## Records shown
//! Applying structural changes and assembling merged content.

use serde_json::{Map, Value};

use crate::diff::SCENARIOS_ROOT;
use crate::errors::{CoreResult, DatabaseError};
use crate::models::{
    ChangeType, ConfigChange, ConflictKind, Diff, KeyPath, MergeConflict, PathSegment,
    SnapshotContent,
};

use super::conflicts::scenarios_doc;

/// Set `value` at `path`, creating intermediate containers.
///
/// A key step turns a non-object into an empty object, an index step turns
/// a non-array into an empty array; an index at or past the end appends.
pub fn set_at(doc: &mut Value, path: &KeyPath, value: Value) {
    let mut current = doc;
    for segment in path.segments() {
        current = match segment {
            PathSegment::Key(key) => {
                if !current.is_object() {
                    *current = Value::Object(Map::new());
                }
                let Value::Object(map) = current else {
                    return;
                };
                map.entry(key.clone()).or_insert(Value::Null)
            }
            PathSegment::Index(idx) => {
                if !current.is_array() {
                    *current = Value::Array(Vec::new());
                }
                let Value::Array(items) = current else {
                    return;
                };
                if *idx >= items.len() {
                    items.push(Value::Null);
                    let last = items.len() - 1;
                    &mut items[last]
                } else {
                    &mut items[*idx]
                }
            }
        };
    }
    *current = value;
}

/// Remove the value at `path`; missing paths are left alone. Removing the
/// root leaves an empty object.
pub fn remove_at(doc: &mut Value, path: &KeyPath) {
    let Some((last, parents)) = path.segments().split_last() else {
        *doc = Value::Object(Map::new());
        return;
    };
    let mut current = doc;
    for segment in parents {
        let next = match (segment, current) {
            (PathSegment::Key(key), Value::Object(map)) => map.get_mut(key),
            (PathSegment::Index(idx), Value::Array(items)) => items.get_mut(*idx),
            _ => None,
        };
        match next {
            Some(value) => current = value,
            None => return,
        }
    }
    match (last, current) {
        (PathSegment::Key(key), Value::Object(map)) => {
            map.remove(key);
        }
        (PathSegment::Index(idx), Value::Array(items)) if *idx < items.len() => {
            items.remove(*idx);
        }
        _ => {}
    }
}

/// Apply a change list: all sets in order, then removals deepest index
/// first so that array positions stay valid.
pub fn apply_changes<'a>(doc: &mut Value, changes: impl IntoIterator<Item = &'a ConfigChange>) {
    let mut removals = Vec::new();
    for change in changes {
        match (&change.change_type, &change.new_value) {
            (ChangeType::Removed, _) | (_, None) => removals.push(&change.key_path),
            (_, Some(value)) => set_at(doc, &change.key_path, value.clone()),
        }
    }
    removals.sort_unstable_by(|a, b| b.cmp(a));
    for path in removals {
        remove_at(doc, path);
    }
}

fn settled_roots<'a>(settled: &'a [Settled<'_>], kind: ConflictKind) -> Vec<&'a KeyPath> {
    settled
        .iter()
        .filter(|s| s.conflict.kind == kind)
        .filter_map(|s| s.conflict.key_path.as_ref())
        .collect()
}

fn outside(roots: &[&KeyPath], change: &ConfigChange) -> bool {
    !roots.iter().any(|root| root.is_prefix_of(&change.key_path))
}

/// A conflict together with the value its resolution settled on.
pub struct Settled<'a> {
    pub conflict: &'a MergeConflict,
    pub value: Option<Value>,
}

/// Merged content: the target head plus every non-conflicting source change
/// plus every resolved value.
pub fn build_merged_content(
    target: &SnapshotContent,
    source: &SnapshotContent,
    source_diff: &Diff,
    settled: &[Settled<'_>],
) -> CoreResult<SnapshotContent> {
    let mut merged = target.clone();

    let code_conflicts: Vec<&str> = settled
        .iter()
        .filter(|s| s.conflict.kind == ConflictKind::Code)
        .map(|s| s.conflict.path.as_str())
        .collect();
    for change in &source_diff.code_changes {
        if code_conflicts.contains(&change.path.as_str()) {
            continue;
        }
        match source.code_files.get(&change.path) {
            Some(text) => {
                merged.code_files.insert(change.path.clone(), text.clone());
            }
            None => {
                merged.code_files.remove(&change.path);
            }
        }
    }

    let config_roots = settled_roots(settled, ConflictKind::Config);
    apply_changes(
        &mut merged.config,
        source_diff
            .config_changes
            .iter()
            .filter(|c| outside(&config_roots, c)),
    );

    let scenario_roots = settled_roots(settled, ConflictKind::Scenario);
    let mut scenarios = scenarios_doc(target);
    apply_changes(
        &mut scenarios,
        source_diff
            .scenario_changes
            .iter()
            .filter(|c| outside(&scenario_roots, c)),
    );

    for s in settled {
        match s.conflict.kind {
            ConflictKind::Code => match &s.value {
                Some(Value::String(text)) => {
                    merged.code_files.insert(s.conflict.path.clone(), text.clone());
                }
                None => {
                    merged.code_files.remove(&s.conflict.path);
                }
                Some(other) => {
                    return Err(DatabaseError::CorruptValue {
                        column: "conflict_resolutions.resolved_value".into(),
                        value: other.to_string(),
                    }
                    .into())
                }
            },
            ConflictKind::Config | ConflictKind::Scenario => {
                let doc = if s.conflict.kind == ConflictKind::Config {
                    &mut merged.config
                } else {
                    &mut scenarios
                };
                let root = s.conflict.key_path.clone().unwrap_or_default();
                match &s.value {
                    Some(value) => set_at(doc, &root, value.clone()),
                    None => remove_at(doc, &root),
                }
            }
        }
    }

    merged.scenarios = match scenarios.get_mut(SCENARIOS_ROOT).map(Value::take) {
        Some(Value::Array(items)) => items,
        _ => Vec::new(),
    };
    Ok(merged)
}

#[cfg(test)]
mod tests {
    use super::*;
    use crate::diff::diff_contents;
    use crate::models::ResolutionStatus;
    use chrono::Utc;
    use serde_json::json;
    use tokio_util::sync::CancellationToken;

    fn path(segments: Value) -> KeyPath {
        serde_json::from_value(segments).unwrap()
    }

    #[test]
    fn test_set_creates_intermediate_objects() {
        let mut doc = json!({});
        set_at(&mut doc, &path(json!(["env", "db", "host"])), json!("x"));
        assert_eq!(doc, json!({"env": {"db": {"host": "x"}}}));
    }

    #[test]
    fn test_set_index_past_end_appends() {
        let mut doc = json!({"tags": ["a"]});
        set_at(&mut doc, &path(json!(["tags", 5])), json!("b"));
        assert_eq!(doc, json!({"tags": ["a", "b"]}));
        set_at(&mut doc, &path(json!(["tags", 0])), json!("z"));
        assert_eq!(doc, json!({"tags": ["z", "b"]}));
    }

    #[test]
    fn test_remove_missing_path_is_noop() {
        let mut doc = json!({"a": 1});
        remove_at(&mut doc, &path(json!(["b", "c"])));
        remove_at(&mut doc, &path(json!(["a", 3])));
        assert_eq!(doc, json!({"a": 1}));
    }

    #[test]
    fn test_array_removals_apply_highest_index_first() {
        let old = json!({"tags": ["a", "b", "c", "d"]});
        let new = json!({"tags": ["a", "b"]});
        let mut changes = Vec::new();
        crate::diff::json::diff_values(&KeyPath::root(), Some(&old), Some(&new), &mut changes);

        let mut doc = old.clone();
        apply_changes(&mut doc, &changes);
        assert_eq!(doc, new);
    }

    #[test]
    fn test_applying_a_diff_reproduces_the_target() {
        let old = json!({"a": [1, {"b": 2}, 3], "c": {"d": true}, "e": "x"});
        let new = json!({"a": [1, {"b": 5, "n": null}], "c": "flat", "f": [1]});
        let mut changes = Vec::new();
        crate::diff::json::diff_values(&KeyPath::root(), Some(&old), Some(&new), &mut changes);

        let mut doc = old.clone();
        apply_changes(&mut doc, &changes);
        assert_eq!(doc, new);
    }

    #[test]
    fn test_merged_content_combines_sides_and_resolutions() {
        let mut base = SnapshotContent::with_config(json!({"timeout": 10, "retries": 1}));
        base.code_files.insert("a.spec".into(), "a\n".into());
        base.code_files.insert("b.spec".into(), "b\n".into());

        let mut source = base.clone();
        source.config = json!({"timeout": 20, "retries": 1, "headless": true});
        source.code_files.insert("a.spec".into(), "a2\n".into());
        source.code_files.remove("b.spec");
        source.scenarios.push(json!({"name": "login"}));

        let mut target = base.clone();
        target.config = json!({"timeout": 30, "retries": 2});

        let diff = diff_contents("base", "src", &base, &source, usize::MAX, &CancellationToken::new())
            .unwrap();
        let conflict = MergeConflict {
            id: "c1".into(),
            merge_request_id: "mr".into(),
            path: "timeout".into(),
            key_path: Some(KeyPath::key("timeout")),
            kind: ConflictKind::Config,
            base_value: Some(json!(10)),
            source_value: Some(json!(20)),
            target_value: Some(json!(30)),
            resolution_status: ResolutionStatus::Resolved,
            created_at: Utc::now(),
        };
        let settled = [Settled {
            conflict: &conflict,
            value: Some(json!(25)),
        }];

        let merged = build_merged_content(&target, &source, &diff, &settled).unwrap();
        assert_eq!(merged.config, json!({"timeout": 25, "retries": 2, "headless": true}));
        assert_eq!(merged.code_files.get("a.spec").map(String::as_str), Some("a2\n"));
        assert!(!merged.code_files.contains_key("b.spec"));
        assert_eq!(merged.scenarios, vec![json!({"name": "login"})]);
    }
}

## Exercise goal
Once you have read through the entries above, state how many lines hold the word "name", giving nothing but the number.

## Output for this task
2